REQUIRED WORK
The word "display" turns up on some lines of this data; say how many, and give no other text.

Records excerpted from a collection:
==*==
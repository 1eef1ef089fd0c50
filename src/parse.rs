use crate::expr::Expression;
use crate::loc::{Locate, SourceLocation};
use crate::stmt::Statement;
use crate::token::{self, Kind, Lexer, Token};
use std::iter::Peekable;

#[derive(Debug, Clone, PartialEq, thiserror::Error)]
pub enum Error {
    #[error(transparent)]
    Lex(#[from] token::Error),
    #[error("unexpected {found}, expected {expected}")]
    Unexpected {
        found: String,
        expected: &'static str,
        loc: SourceLocation,
    },
    #[error("unexpected end of input, expected {expected}")]
    EndOfInput {
        expected: &'static str,
        loc: SourceLocation,
    },
}

impl Locate for Error {
    fn location(&self) -> SourceLocation {
        match self {
            Error::Lex(err) => err.location(),
            Error::Unexpected { loc, .. } | Error::EndOfInput { loc, .. } => *loc,
        }
    }
}

type Result<T> = std::result::Result<T, Error>;

pub struct Parser<'a> {
    iter: Peekable<Lexer<'a>>,
    end: usize,
}

impl<'a> Parser<'a> {
    pub fn new(source: &'a str) -> Parser<'a> {
        Parser {
            iter: Lexer::new(source).peekable(),
            end: source.len(),
        }
    }

    fn peek(&mut self) -> Result<Option<&Kind<'a>>> {
        match self.iter.peek() {
            Some(Ok(t)) => Ok(Some(&t.kind)),
            Some(Err(e)) => Err(Error::Lex(e.clone())),
            None => Ok(None),
        }
    }

    fn advance(&mut self, expected: &'static str) -> Result<Token<'a>> {
        match self.iter.next() {
            Some(token) => Ok(token?),
            None => Err(Error::EndOfInput {
                expected,
                loc: SourceLocation::new(self.end, 0),
            }),
        }
    }

    fn eat(&mut self, kind: &Kind<'a>) -> Result<bool> {
        if self.peek()? == Some(kind) {
            self.iter.next();
            Ok(true)
        } else {
            Ok(false)
        }
    }

    fn expect(&mut self, kind: Kind<'a>, expected: &'static str) -> Result<Token<'a>> {
        let token = self.advance(expected)?;
        if token.kind == kind {
            Ok(token)
        } else {
            Err(unexpected(&token, expected))
        }
    }

    pub fn program(&mut self) -> Result<Vec<Statement<'a>>> {
        let mut stmts = Vec::new();
        while self.peek()?.is_some() {
            stmts.push(self.statement()?);
        }
        Ok(stmts)
    }

    pub fn statement(&mut self) -> Result<Statement<'a>> {
        let stmt = if self.eat(&Kind::Let)? {
            let ident = self.advance("identifier")?;
            let Kind::Identifier(name) = ident.kind else {
                return Err(unexpected(&ident, "identifier"));
            };
            self.expect(Kind::Equal, "'='")?;
            let init = self.expression()?;
            Statement::Let { name, init }
        } else {
            Statement::Expression(self.expression()?)
        };
        self.eat(&Kind::Semicolon)?;
        Ok(stmt)
    }

    pub fn expression(&mut self) -> Result<Expression<'a>> {
        let mut expr = self.primary()?;
        while self.eat(&Kind::Dot)? {
            let token = self.advance("method name")?;
            let Kind::Identifier(method) = token.kind else {
                return Err(unexpected(&token, "method name"));
            };
            let args = if self.eat(&Kind::LeftParen)? {
                self.arguments()?
            } else {
                Vec::new()
            };
            expr = Expression::Call {
                receiver: Box::new(expr),
                method,
                loc: token.loc,
                args,
            };
        }
        Ok(expr)
    }

    /// Comma separated arguments after an opening parenthesis.
    fn arguments(&mut self) -> Result<Vec<Expression<'a>>> {
        let mut args = Vec::new();
        if self.eat(&Kind::RightParen)? {
            return Ok(args);
        }
        loop {
            args.push(self.expression()?);
            if self.eat(&Kind::Comma)? {
                continue;
            }
            self.expect(Kind::RightParen, "')'")?;
            return Ok(args);
        }
    }

    fn primary(&mut self) -> Result<Expression<'a>> {
        let token = self.advance("expression")?;
        let expr = match token.kind {
            Kind::Nil => Expression::Nil,
            Kind::True => Expression::Bool(true),
            Kind::False => Expression::Bool(false),
            Kind::Integer(n) => Expression::Integer(n),
            Kind::Float(x) => Expression::Float(x),
            Kind::Symbol(name) => Expression::Symbol(name),
            Kind::Str(s) => Expression::Str(s),
            Kind::Identifier(name) => Expression::Variable {
                name,
                loc: token.loc,
            },
            Kind::LeftParen => {
                let inner = self.expression()?;
                self.expect(Kind::RightParen, "')'")?;
                Expression::Grouping(Box::new(inner))
            }
            _ => return Err(unexpected(&token, "expression")),
        };
        Ok(expr)
    }
}

fn unexpected(token: &Token, expected: &'static str) -> Error {
    Error::Unexpected {
        found: token.kind.to_string(),
        expected,
        loc: token.location(),
    }
}
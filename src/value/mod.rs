mod error;
mod kind;
mod value;

pub use self::error::*;
pub use self::kind::*;
pub use self::value::*;
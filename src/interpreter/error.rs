use crate::loc::{SourceLocation, TryLocate};
use crate::parse;
use crate::value;

#[derive(Debug, thiserror::Error)]
pub enum Error {
    #[error(transparent)]
    Readline(#[from] rustyline::error::ReadlineError),
    #[error(transparent)]
    Parse(#[from] parse::Error),
    #[error("undefined local variable '{name}'")]
    UndefinedVariable { name: String, loc: SourceLocation },
    #[error("{err}")]
    Value {
        err: value::Error,
        loc: SourceLocation,
    },
}

impl Error {
    /// The runtime error behind a failed method call, if that is what this is.
    pub fn value_error(&self) -> Option<&value::Error> {
        match self {
            Error::Value { err, .. } => Some(err),
            _ => None,
        }
    }
}

impl TryLocate for Error {
    fn maybe_location(&self) -> Option<SourceLocation> {
        match self {
            Error::Readline(_) => None,
            Error::Parse(err) => err.maybe_location(),
            Error::UndefinedVariable { loc, .. } | Error::Value { loc, .. } => Some(*loc),
        }
    }
}

/// Format `err` for a terminal, quoting the offending line of `source`.
pub fn report(err: &Error, source: &str) -> String {
    match err.maybe_location() {
        Some(loc) => {
            let (line, col) = loc.line_col(source);
            format!("error: {} (line {}, column {})\n{}", err, line, col, loc.render(source))
        }
        None => format!("error: {}", err),
    }
}
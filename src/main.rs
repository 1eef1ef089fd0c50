use std::path::PathBuf;

use anyhow::{bail, Context, Result};
use clap::Parser;
use corekind::interpreter::report;
use corekind::{Config, Interpreter};
use tracing::info;

/// Evaluate corekind scripts, or start a REPL when given nothing to run
#[derive(Parser)]
#[command(author, version, about, long_about = None)]
struct Cli {
    /// Script to run
    file: Option<PathBuf>,

    /// Evaluate an expression and print its value
    #[arg(short, long, conflicts_with = "file")]
    eval: Option<String>,

    /// REPL prompt
    #[arg(long, default_value = ">> ")]
    prompt: String,

    /// REPL history file
    #[arg(long)]
    history: Option<PathBuf>,

    /// Verbosity level
    #[arg(short, long, action = clap::ArgAction::Count)]
    verbose: u8,
}

fn main() -> Result<()> {
    let cli = Cli::parse();

    let log_level = match cli.verbose {
        0 => "warn",
        1 => "info",
        2 => "debug",
        _ => "trace",
    };
    tracing_subscriber::fmt().with_env_filter(log_level).init();

    let config = Config {
        prompt: cli.prompt,
        history_file: cli.history,
    };
    let mut interp = Interpreter::new();

    if let Some(source) = cli.eval {
        info!("evaluating expression");
        match interp.run(&source) {
            Ok(Some(val)) => println!("{}", interp.inspect(&val)),
            Ok(None) => {}
            Err(err) => bail!("{}", report(&err, &source)),
        }
    } else if let Some(path) = cli.file {
        let source = std::fs::read_to_string(&path)
            .with_context(|| format!("failed to read {}", path.display()))?;
        info!(path = %path.display(), "running file");
        if let Err(err) = interp.run(&source) {
            bail!("{}: {}", path.display(), report(&err, &source));
        }
    } else {
        corekind::repl::run(&mut interp, &config).context("repl failed")?;
    }
    Ok(())
}
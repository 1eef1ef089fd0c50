pub mod lexer;
pub mod token;

pub use self::lexer::{Error, Lexer};
pub use self::token::{Kind, Token};
use std::collections::HashMap;
use std::sync::Arc;

use tracing::debug;

use super::{libs, Error};
use crate::dispatch::MethodTable;
use crate::expr::Expression;
use crate::parse::Parser;
use crate::stmt::Statement;
use crate::symbol::SymbolTable;
use crate::value::Value;

type Result<T> = std::result::Result<T, Error>;

pub struct Interpreter {
    symbols: SymbolTable,
    globals: HashMap<String, Value>,
    methods: MethodTable,
}

impl Default for Interpreter {
    fn default() -> Self {
        Self::new()
    }
}

impl Interpreter {
    pub fn new() -> Self {
        let mut methods = MethodTable::new();
        libs::load_libs(&mut methods);
        let mut interp = Interpreter {
            symbols: SymbolTable::new(),
            globals: HashMap::new(),
            methods,
        };
        interp.define("INFINITY", Value::Float(f64::INFINITY));
        interp.define("NAN", Value::Float(f64::NAN));
        interp
    }

    pub fn define(&mut self, name: &str, val: Value) {
        self.globals.insert(name.to_owned(), val);
    }

    pub fn get(&self, name: &str) -> Option<&Value> {
        self.globals.get(name)
    }

    pub fn intern(&mut self, name: &str) -> Value {
        Value::Symbol(self.symbols.intern(name))
    }

    pub fn symbols(&self) -> &SymbolTable {
        &self.symbols
    }

    pub fn methods(&self) -> &MethodTable {
        &self.methods
    }

    pub fn methods_mut(&mut self) -> &mut MethodTable {
        &mut self.methods
    }

    pub fn inspect(&self, val: &Value) -> String {
        val.inspect(&self.symbols).to_string()
    }

    /// Run every statement in `source`, returning the value of the last
    /// expression statement.
    pub fn run(&mut self, source: &str) -> Result<Option<Value>> {
        let stmts = Parser::new(source).program()?;
        let mut last = None;
        for stmt in &stmts {
            last = self.statement(stmt)?;
        }
        Ok(last)
    }

    pub fn statement(&mut self, stmt: &Statement) -> Result<Option<Value>> {
        match stmt {
            Statement::Let { name, init } => {
                let val = self.evaluate(init)?;
                debug!(name, "let");
                self.define(name, val);
                Ok(None)
            }
            Statement::Expression(expr) => self.evaluate(expr).map(Some),
        }
    }

    pub fn evaluate(&mut self, expr: &Expression) -> Result<Value> {
        match expr {
            Expression::Nil => Ok(Value::Nil),
            Expression::Bool(b) => Ok(Value::Bool(*b)),
            Expression::Integer(n) => Ok(Value::Integer(*n)),
            Expression::Float(x) => Ok(Value::Float(*x)),
            Expression::Symbol(name) => Ok(self.intern(name)),
            Expression::Str(s) => Ok(Value::Str(Arc::from(*s))),
            Expression::Variable { name, loc } => {
                self.get(name).cloned().ok_or_else(|| Error::UndefinedVariable {
                    name: (*name).to_owned(),
                    loc: *loc,
                })
            }
            Expression::Grouping(inner) => self.evaluate(inner),
            Expression::Call {
                receiver,
                method,
                loc,
                args,
            } => {
                let recv = self.evaluate(receiver)?;
                let args = args
                    .iter()
                    .map(|arg| self.evaluate(arg))
                    .collect::<Result<Vec<_>>>()?;
                self.methods
                    .invoke(&recv, method, &args)
                    .map_err(|err| Error::Value { err, loc: *loc })
            }
        }
    }
}
use std::fmt::{self, Debug, Formatter};
use std::rc::Rc;

use crate::value::{Result, Value};

/// A native method body: receiver plus positional arguments.
#[derive(Clone)]
pub struct Method {
    pub name: &'static str,
    pub arity: usize,
    pub f: Rc<dyn Fn(&Value, &[Value]) -> Result<Value>>,
}

impl Method {
    pub fn call(&self, recv: &Value, args: &[Value]) -> Result<Value> {
        (self.f)(recv, args)
    }
}

macro_rules! count_ids {
    ($($x:ident)*) => {<[&str]>::len(&[$(stringify!($x)),*])};
}

/// Build a `Method` from a receiver binding, argument bindings and a body.
///
/// ```ignore
/// method!("equal?", recv, other => Ok(Value::Bool(recv.identical(other))))
/// ```
macro_rules! method {
    ( $name:literal, $recv:ident $(, $x:ident)* => $body:expr ) => {
        $crate::dispatch::Method {
            name: $name,
            arity: count_ids!($($x)*),
            f: std::rc::Rc::new(
                |$recv: &$crate::value::Value, args: &[$crate::value::Value]| {
                    let [$($x),*] = args else {
                        return Err($crate::value::Error::WrongArgCount {
                            expected: count_ids!($($x)*),
                            found: args.len(),
                        });
                    };
                    $body
                },
            ),
        }
    };
}

impl Debug for Method {
    fn fmt(&self, f: &mut Formatter) -> fmt::Result {
        write!(f, "<NativeMethod {}/{}>", self.name, self.arity)
    }
}
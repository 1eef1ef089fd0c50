pub mod immediate;
pub mod kernel;

use crate::dispatch::MethodTable;

pub fn load_libs(table: &mut MethodTable) {
    kernel::load_libs(table);
    immediate::load_libs(table);
}
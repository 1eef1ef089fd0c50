mod error;
mod interpreter;
pub mod libs;

#[cfg(test)]
mod interpreter_tests;

pub use self::error::{report, Error};
pub use self::interpreter::Interpreter;
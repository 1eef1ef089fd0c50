use std::collections::HashMap;
use std::sync::Arc;

/// Handle to an interned symbol name.
///
/// Two symbols are the same symbol iff their handles are equal; the handle is
/// only meaningful for the `SymbolTable` that produced it.
#[derive(Debug, Clone, Copy, PartialEq, Eq, Hash)]
pub struct Symbol(u32);

impl Symbol {
    pub fn id(self) -> u32 {
        self.0
    }
}

#[derive(Debug, Default)]
pub struct SymbolTable {
    names: Vec<Arc<str>>,
    ids: HashMap<Arc<str>, Symbol>,
}

impl SymbolTable {
    pub fn new() -> Self {
        Self::default()
    }

    /// Return the symbol for `name`, creating an entry on first use.
    pub fn intern(&mut self, name: &str) -> Symbol {
        if let Some(sym) = self.ids.get(name) {
            return *sym;
        }
        let sym = Symbol(self.names.len() as u32);
        let name: Arc<str> = Arc::from(name);
        self.names.push(name.clone());
        self.ids.insert(name, sym);
        sym
    }

    pub fn lookup(&self, name: &str) -> Option<Symbol> {
        self.ids.get(name).copied()
    }

    pub fn name(&self, sym: Symbol) -> Option<&str> {
        self.names.get(sym.0 as usize).map(|s| &**s)
    }

    pub fn len(&self) -> usize {
        self.names.len()
    }

    pub fn is_empty(&self) -> bool {
        self.names.is_empty()
    }
}
//! Error types for the matchle engine.

use thiserror::Error;

/// All failures the engine can report.
///
/// Every variant is a programmer or input error: no retries, no partial
/// results. Callers are expected to validate upstream or surface the
/// failure directly.
#[derive(Debug, Clone, Copy, PartialEq, Eq, Error)]
pub enum MatchleError {
    /// A null (`'\0'`) character was found while constructing an n-gram.
    /// Carries the 0-based index of the offending character.
    #[error("null character found at index: {index}")]
    NullCharacter { index: usize },

    /// A builder with no accumulated n-grams cannot produce a corpus.
    #[error("cannot build a corpus from zero ngrams")]
    EmptyCorpus,

    /// The accumulated n-grams do not share a single length.
    #[error("inconsistent ngram length: expected {expected}, found {found}")]
    InconsistentLength { expected: usize, found: usize },
}
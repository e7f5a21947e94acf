//! Composable boolean predicates over n-grams.
//!
//! A [`Filter`] wraps a pure predicate and composes by logical AND. It is
//! the currency of the engine: the matcher derives one from a (key, guess)
//! pair and the corpus counts survivors against it.

use std::fmt;
use std::sync::Arc;

use crate::ngram::NGram;

/// An immutable boolean predicate over [`NGram`]s.
///
/// Cloning is cheap (shared `Arc`), and filters are referentially
/// transparent, so they can be shared freely across threads.
#[derive(Clone)]
pub struct Filter {
    predicate: Arc<dyn Fn(&NGram) -> bool + Send + Sync>,
}

impl Filter {
    /// Wraps a predicate in a filter.
    pub fn new<P>(predicate: P) -> Self
    where
        P: Fn(&NGram) -> bool + Send + Sync + 'static,
    {
        Self {
            predicate: Arc::new(predicate),
        }
    }

    /// Evaluates the filter. Mutates nothing.
    pub fn test(&self, ngram: &NGram) -> bool {
        (self.predicate)(ngram)
    }

    /// Conjunction with an optional second filter.
    ///
    /// `None` means "no additional constraint" and returns this filter
    /// unchanged.
    pub fn and(self, other: Option<Filter>) -> Filter {
        match other {
            Some(other) => {
                Filter::new(move |ngram| self.test(ngram) && other.test(ngram))
            }
            None => self,
        }
    }

    /// The filter that rejects every n-gram.
    ///
    /// Absorbing element for conjunction; used when key and guess lengths
    /// differ.
    pub fn reject_all() -> Filter {
        Filter::new(|_| false)
    }

    /// The vacuously-true filter that accepts every n-gram.
    pub fn accept_all() -> Filter {
        Filter::new(|_| true)
    }
}

impl fmt::Debug for Filter {
    fn fmt(&self, f: &mut fmt::Formatter<'_>) -> fmt::Result {
        f.write_str("Filter(..)")
    }
}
==*==
EXERCISE RESPONSE
3